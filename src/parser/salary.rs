//! Salary expressions → numeric range plus a display string.
//!
//! Forms are tried in a fixed order and the first match wins:
//! range with a dash, range with "to", `$X+`, `Up to $X`, a lone `$X`, and
//! finally the verbatim `Salary:` line (or "Competitive"). `$X+` directly
//! after "up to" counts as `Up to $X`.

use std::sync::LazyLock;

use regex::Regex;
use serde::Serialize;

const AMOUNT: &str = r"\$\s*(\d[\d,]*(?:\.\d+)?)\s*([kK]\b)?";
const BOUND: &str = r"\$?\s*(\d[\d,]*(?:\.\d+)?)\s*([kK]\b)?";

static DASH_RANGE_RE: LazyLock<Regex> =
    LazyLock::new(|| Regex::new(&format!(r"{AMOUNT}\s*[-–—]\s*{BOUND}")).unwrap());
static TO_RANGE_RE: LazyLock<Regex> =
    LazyLock::new(|| Regex::new(&format!(r"(?i){AMOUNT}\s+to\s+{BOUND}")).unwrap());
static OPEN_MIN_RE: LazyLock<Regex> =
    LazyLock::new(|| Regex::new(&format!(r"{AMOUNT}\s*\+")).unwrap());
static OPEN_MAX_RE: LazyLock<Regex> = LazyLock::new(|| {
    Regex::new(&format!(r"(?i)\b(?:up\s+to|maximum|max\.?)\s*:?\s*{AMOUNT}")).unwrap()
});
static SINGLE_RE: LazyLock<Regex> = LazyLock::new(|| Regex::new(AMOUNT).unwrap());
static LABEL_RE: LazyLock<Regex> = LazyLock::new(|| {
    Regex::new(
        r"(?im)^[ \t]*(?:[-*•][ \t]+)?\**(?:salary(?: range)?|compensation|pay range)\**[ \t]*:\**[ \t]*(.*)$",
    )
    .unwrap()
});

#[derive(Debug, Clone, Default, PartialEq, Eq, Serialize)]
pub struct Salary {
    pub min: Option<u64>,
    pub max: Option<u64>,
    pub display: Option<String>,
}

impl Salary {
    /// Display text was kept as written because nothing numeric parsed.
    pub fn is_verbatim(&self) -> bool {
        self.display.is_some() && self.min.is_none() && self.max.is_none()
    }
}

/// The whole `Salary:` line (label included), if the text has one.
pub fn salary_line(text: &str) -> Option<String> {
    LABEL_RE.find(text).map(|m| m.as_str().trim().to_string())
}

pub fn normalize_salary(text: &str) -> Salary {
    if let Some(c) = DASH_RANGE_RE
        .captures(text)
        .or_else(|| TO_RANGE_RE.captures(text))
    {
        let upper_k = c.get(4).is_some();
        let mut min = amount(&c[1], c.get(2).is_some());
        let max = amount(&c[3], upper_k);
        // "$100-120k": the unit on the upper bound carries to a bare lower bound.
        if upper_k && c.get(2).is_none() {
            if let (Some(lo), Some(hi)) = (min, max) {
                if lo < 1000 && lo * 1000 <= hi {
                    min = Some(lo * 1000);
                }
            }
        }
        if let (Some(lo), Some(hi)) = (min, max) {
            return Salary {
                min,
                max,
                display: Some(format!("{} - {}", dollars(lo), dollars(hi))),
            };
        }
    }

    let open_max = OPEN_MAX_RE.captures(text);
    if let Some(c) = OPEN_MIN_RE.captures(text) {
        // "Up to $120k+" is still a ceiling.
        let ceiling = open_max.as_ref().and_then(|m| m.get(1)).map(|m| m.start())
            == c.get(1).map(|m| m.start());
        if let Some(lo) = amount(&c[1], c.get(2).is_some()).filter(|_| !ceiling) {
            return Salary {
                min: Some(lo),
                max: None,
                display: Some(format!("{}+", dollars(lo))),
            };
        }
    }

    if let Some(c) = open_max {
        if let Some(hi) = amount(&c[1], c.get(2).is_some()) {
            return Salary {
                min: None,
                max: Some(hi),
                display: Some(format!("Up to {}", dollars(hi))),
            };
        }
    }

    if let Some(c) = SINGLE_RE.captures(text) {
        if let Some(v) = amount(&c[1], c.get(2).is_some()) {
            return Salary {
                min: Some(v),
                max: Some(v),
                display: Some(dollars(v)),
            };
        }
    }

    let display = if text.to_lowercase().contains("competitive") {
        Some("Competitive".to_string())
    } else {
        LABEL_RE
            .captures(text)
            .map(|c| c[1].trim().to_string())
            .filter(|s| !s.is_empty())
    };
    Salary {
        min: None,
        max: None,
        display,
    }
}

/// `"120,000"` / `"85.5"` + k → whole dollars.
fn amount(digits: &str, thousands: bool) -> Option<u64> {
    let cleaned = digits.replace(',', "");
    let mut value: f64 = cleaned.parse().ok()?;
    if thousands {
        value *= 1000.0;
    }
    (value.is_finite() && value >= 0.0 && value < u64::MAX as f64).then(|| value.round() as u64)
}

/// `120000` → `"$120,000"`.
pub fn dollars(value: u64) -> String {
    let digits = value.to_string();
    let mut out = String::with_capacity(digits.len() + digits.len() / 3 + 1);
    out.push('$');
    for (i, ch) in digits.chars().enumerate() {
        if i > 0 && (digits.len() - i) % 3 == 0 {
            out.push(',');
        }
        out.push(ch);
    }
    out
}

----

## Required work
Scan the data above. Return every line with "start" in it.

## Your response
        let ceiling = open_max.as_ref().and_then(|m| m.get(1)).map(|m| m.start())
            == c.get(1).map(|m| m.start());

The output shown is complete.